-- Exercise goal --
A verbatim copy of each record is required.
/---
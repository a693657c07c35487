//! The blocking client: owns the bus, the correlation slot and the session.
//!
//! Every blocking operation follows the same sequence (see [`BleClient::transact`]):
//!
//! 1. claim the slot (serializes concurrent callers),
//! 2. arm it with a fresh token and the expected response kind,
//! 3. submit - a refused submission returns immediately, nothing is awaited,
//! 4. spin until the dispatcher completes the slot or the timeout passes,
//! 5. turn the reported status into `Ok(output)` or `Err(Error::Controller)`.
//!
//! GAP operations live in `gap.rs`, GATT server operations in `gatts.rs`,
//! and the inbound side in `dispatch.rs`.

use core::cell::RefCell;

use embassy_sync::blocking_mutex::raw::CriticalSectionRawMutex;
use embassy_sync::blocking_mutex::Mutex;

use super::bus::{Bus, Command, Request};
use super::event::{GapObserver, GattsObserver};
use super::session::{Observers, Session};
use super::slot::{CorrelationSlot, Output, ResponseKind};
use super::wait::{self, Monotonic, WaitOutcome};
use super::{ServiceHandle, Status};
use crate::config::{ClientConfig, BLE_CORE_SERVICE_ID};
use crate::error::Error;

/// Synchronous façade over an asynchronous controller bus.
///
/// `'a` is the lifetime of the registered observers. The client is `Sync`
/// when the bus and clock are, so the dispatcher may run on another thread
/// or in interrupt context while a caller is blocked.
pub struct BleClient<'a, B, M> {
    pub(super) bus: B,
    pub(super) clock: M,
    pub(super) config: ClientConfig,
    pub(super) slot: CorrelationSlot,
    pub(super) session: Mutex<CriticalSectionRawMutex, RefCell<Session>>,
    pub(super) observers: Mutex<CriticalSectionRawMutex, RefCell<Observers<'a>>>,
}

/// Releases the slot when a blocking operation ends, however it ends.
struct Claim<'s> {
    slot: &'s CorrelationSlot,
}

impl Drop for Claim<'_> {
    fn drop(&mut self) {
        self.slot.release();
    }
}

impl<'a, B, M> BleClient<'a, B, M>
where
    B: Bus,
    M: Monotonic,
{
    pub const fn new(bus: B, clock: M) -> Self {
        Self::with_config(bus, clock, ClientConfig::DEFAULT)
    }

    pub const fn with_config(bus: B, clock: M, config: ClientConfig) -> Self {
        Self {
            bus,
            clock,
            config,
            slot: CorrelationSlot::new(),
            session: Mutex::new(RefCell::new(Session::new())),
            observers: Mutex::new(RefCell::new(Observers::none())),
        }
    }

    pub fn bus(&self) -> &B {
        &self.bus
    }

    pub fn config(&self) -> &ClientConfig {
        &self.config
    }

    /// Snapshot of the session state.
    pub fn session(&self) -> Session {
        self.session.lock(|s| *s.borrow())
    }

    pub fn is_connected(&self) -> bool {
        self.session().is_connected()
    }

    /// Handle of the current connection, `None` while disconnected.
    pub fn conn_handle(&self) -> Option<u16> {
        self.session().connection()
    }

    /// Open service session, `None` until [`initialize`](Self::initialize) succeeded.
    pub fn service(&self) -> Option<ServiceHandle> {
        self.session().service()
    }

    pub fn is_initialized(&self) -> bool {
        self.service().is_some()
    }

    /// Bring up the transport and open the BLE core service.
    ///
    /// Waits for the service to become available, then for the open to be
    /// acknowledged. Observers are installed only after both steps
    /// succeeded, so no event reaches caller code earlier.
    pub fn initialize(
        &self,
        gap_observer: Option<&'a dyn GapObserver>,
        gatts_observer: Option<&'a dyn GattsObserver>,
    ) -> Result<(), Error> {
        self.bus.bring_up().map_err(Error::Submit)?;

        self.transact(
            ResponseKind::ServiceAvailable,
            Command::RegisterServiceAvailable {
                service_id: BLE_CORE_SERVICE_ID,
            },
        )?;

        wait::settle(&self.clock, self.config.settle_delay);

        let service = match self.transact(
            ResponseKind::ServiceOpened,
            Command::OpenService {
                service_id: BLE_CORE_SERVICE_ID,
            },
        )? {
            Output::Service(service) => service,
            _ => return Err(Error::Controller(Status::Error)),
        };

        self.session.lock(|s| s.borrow_mut().opened(service));
        self.observers.lock(|o| {
            *o.borrow_mut() = Observers {
                gap: gap_observer,
                gatts: gatts_observer,
            }
        });

        info!("BLE core service open: {}", service);
        Ok(())
    }

    /// Submit `command` and block until its response or the timeout.
    pub(super) fn transact(
        &self,
        expect: ResponseKind,
        command: Command<'_>,
    ) -> Result<Output, Error> {
        let _claim = self.claim()?;
        let token = self.slot.arm(expect);
        let kind = command.kind();

        let request = Request {
            service: self.service(),
            token,
            command,
        };
        if let Err(e) = self.bus.submit(request) {
            warn!("submit {} failed: {}", kind, e);
            self.slot.disarm();
            return Err(Error::Submit(e));
        }
        trace!("submitted {} token={}", kind, token.0);

        if wait::wait_until(&self.clock, self.config.response_timeout, || {
            self.slot.is_complete()
        }) == WaitOutcome::TimedOut
        {
            warn!("{} timed out (token={})", kind, token.0);
            self.slot.disarm();
            return Err(Error::Timeout);
        }

        let Some(completion) = self.slot.take() else {
            return Err(Error::Timeout);
        };

        if completion.status.is_success() {
            Ok(completion.output)
        } else {
            debug!("{} failed: {}", kind, completion.status);
            Err(Error::Controller(completion.status))
        }
    }

    /// Submit without waiting. The acknowledgement is discarded by the
    /// dispatcher. Never touches the slot, so it is safe from observers.
    pub(super) fn fire(&self, command: Command<'_>) -> Result<(), Error> {
        let kind = command.kind();
        let request = Request {
            service: self.service(),
            token: self.slot.next_token(),
            command,
        };
        self.bus.submit(request).map_err(|e| {
            warn!("submit {} failed: {}", kind, e);
            Error::Submit(e)
        })
    }

    /// Current connection handle, or `WrongState` before touching the bus.
    pub(super) fn require_connection(&self) -> Result<u16, Error> {
        self.conn_handle().ok_or(Error::WrongState)
    }

    /// Wait for exclusive use of the slot, bounded by the response timeout.
    fn claim(&self) -> Result<Claim<'_>, Error> {
        match wait::wait_until(&self.clock, self.config.response_timeout, || {
            self.slot.try_claim()
        }) {
            WaitOutcome::Ready => Ok(Claim { slot: &self.slot }),
            WaitOutcome::TimedOut => {
                warn!("slot busy, giving up");
                Err(Error::Timeout)
            }
        }
    }
}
\---
-- Written response --
repository a693657c07c35487
//! The blocking client: owns the bus, the correlation slot and the session.
//!
//! Every blocking operation follows the same sequence (see [`BleClient::transact`]):
//!
//! 1. claim the slot (serializes concurrent callers),
//! 2. arm it with a fresh token and the expected response kind,
//! 3. submit - a refused submission returns immediately, nothing is awaited,
//! 4. spin until the dispatcher completes the slot or the timeout passes,
//! 5. turn the reported status into `Ok(output)` or `Err(Error::Controller)`.
//!
//! GAP operations live in `gap.rs`, GATT server operations in `gatts.rs`,
//! and the inbound side in `dispatch.rs`.

use core::cell::RefCell;

use embassy_sync::blocking_mutex::raw::CriticalSectionRawMutex;
use embassy_sync::blocking_mutex::Mutex;

use super::bus::{Bus, Command, Request};
use super::event::{GapObserver, GattsObserver};
use super::session::{Observers, Session};
use super::slot::{CorrelationSlot, Output, ResponseKind};
use super::wait::{self, Monotonic, WaitOutcome};
use super::{ServiceHandle, Status};
use crate::config::{ClientConfig, BLE_CORE_SERVICE_ID};
use crate::error::Error;

/// Synchronous façade over an asynchronous controller bus.
///
/// `'a` is the lifetime of the registered observers. The client is `Sync`
/// when the bus and clock are, so the dispatcher may run on another thread
/// or in interrupt context while a caller is blocked.
pub struct BleClient<'a, B, M> {
    pub(super) bus: B,
    pub(super) clock: M,
    pub(super) config: ClientConfig,
    pub(super) slot: CorrelationSlot,
    pub(super) session: Mutex<CriticalSectionRawMutex, RefCell<Session>>,
    pub(super) observers: Mutex<CriticalSectionRawMutex, RefCell<Observers<'a>>>,
}

/// Releases the slot when a blocking operation ends, however it ends.
struct Claim<'s> {
    slot: &'s CorrelationSlot,
}

impl Drop for Claim<'_> {
    fn drop(&mut self) {
        self.slot.release();
    }
}

impl<'a, B, M> BleClient<'a, B, M>
where
    B: Bus,
    M: Monotonic,
{
    pub const fn new(bus: B, clock: M) -> Self {
        Self::with_config(bus, clock, ClientConfig::DEFAULT)
    }

    pub const fn with_config(bus: B, clock: M, config: ClientConfig) -> Self {
        Self {
            bus,
            clock,
            config,
            slot: CorrelationSlot::new(),
            session: Mutex::new(RefCell::new(Session::new())),
            observers: Mutex::new(RefCell::new(Observers::none())),
        }
    }

    pub fn bus(&self) -> &B {
        &self.bus
    }

    pub fn config(&self) -> &ClientConfig {
        &self.config
    }

    /// Snapshot of the session state.
    pub fn session(&self) -> Session {
        self.session.lock(|s| *s.borrow())
    }

    pub fn is_connected(&self) -> bool {
        self.session().is_connected()
    }

    /// Handle of the current connection, `None` while disconnected.
    pub fn conn_handle(&self) -> Option<u16> {
        self.session().connection()
    }

    /// Open service session, `None` until [`initialize`](Self::initialize) succeeded.
    pub fn service(&self) -> Option<ServiceHandle> {
        self.session().service()
    }

    pub fn is_initialized(&self) -> bool {
        self.service().is_some()
    }

    /// Bring up the transport and open the BLE core service.
    ///
    /// Waits for the service to become available, then for the open to be
    /// acknowledged. Observers are installed only after both steps
    /// succeeded, so no event reaches caller code earlier.
    pub fn initialize(
        &self,
        gap_observer: Option<&'a dyn GapObserver>,
        gatts_observer: Option<&'a dyn GattsObserver>,
    ) -> Result<(), Error> {
        self.bus.bring_up().map_err(Error::Submit)?;

        self.transact(
            ResponseKind::ServiceAvailable,
            Command::RegisterServiceAvailable {
                service_id: BLE_CORE_SERVICE_ID,
            },
        )?;

        wait::settle(&self.clock, self.config.settle_delay);

        let service = match self.transact(
            ResponseKind::ServiceOpened,
            Command::OpenService {
                service_id: BLE_CORE_SERVICE_ID,
            },
        )? {
            Output::Service(service) => service,
            _ => return Err(Error::Controller(Status::Error)),
        };

        self.session.lock(|s| s.borrow_mut().opened(service));
        self.observers.lock(|o| {
            *o.borrow_mut() = Observers {
                gap: gap_observer,
                gatts: gatts_observer,
            }
        });

        info!("BLE core service open: {}", service);
        Ok(())
    }

    /// Submit `command` and block until its response or the timeout.
    pub(super) fn transact(
        &self,
        expect: ResponseKind,
        command: Command<'_>,
    ) -> Result<Output, Error> {
        let _claim = self.claim()?;
        let token = self.slot.arm(expect);
        let kind = command.kind();

        let request = Request {
            service: self.service(),
            token,
            command,
        };
        if let Err(e) = self.bus.submit(request) {
            warn!("submit {} failed: {}", kind, e);
            self.slot.disarm();
            return Err(Error::Submit(e));
        }
        trace!("submitted {} token={}", kind, token.0);

        if wait::wait_until(&self.clock, self.config.response_timeout, || {
            self.slot.is_complete()
        }) == WaitOutcome::TimedOut
        {
            warn!("{} timed out (token={})", kind, token.0);
            self.slot.disarm();
            return Err(Error::Timeout);
        }

        let Some(completion) = self.slot.take() else {
            return Err(Error::Timeout);
        };

        if completion.status.is_success() {
            Ok(completion.output)
        } else {
            debug!("{} failed: {}", kind, completion.status);
            Err(Error::Controller(completion.status))
        }
    }

    /// Submit without waiting. The acknowledgement is discarded by the
    /// dispatcher. Never touches the slot, so it is safe from observers.
    pub(super) fn fire(&self, command: Command<'_>) -> Result<(), Error> {
        let kind = command.kind();
        let request = Request {
            service: self.service(),
            token: self.slot.next_token(),
            command,
        };
        self.bus.submit(request).map_err(|e| {
            warn!("submit {} failed: {}", kind, e);
            Error::Submit(e)
        })
    }

    /// Current connection handle, or `WrongState` before touching the bus.
    pub(super) fn require_connection(&self) -> Result<u16, Error> {
        self.conn_handle().ok_or(Error::WrongState)
    }

    /// Wait for exclusive use of the slot, bounded by the response timeout.
    fn claim(&self) -> Result<Claim<'_>, Error> {
        match wait::wait_until(&self.clock, self.config.response_timeout, || {
            self.slot.try_claim()
        }) {
            WaitOutcome::Ready => Ok(Claim { slot: &self.slot }),
            WaitOutcome::TimedOut => {
                warn!("slot busy, giving up");
                Err(Error::Timeout)
            }
        }
    }
}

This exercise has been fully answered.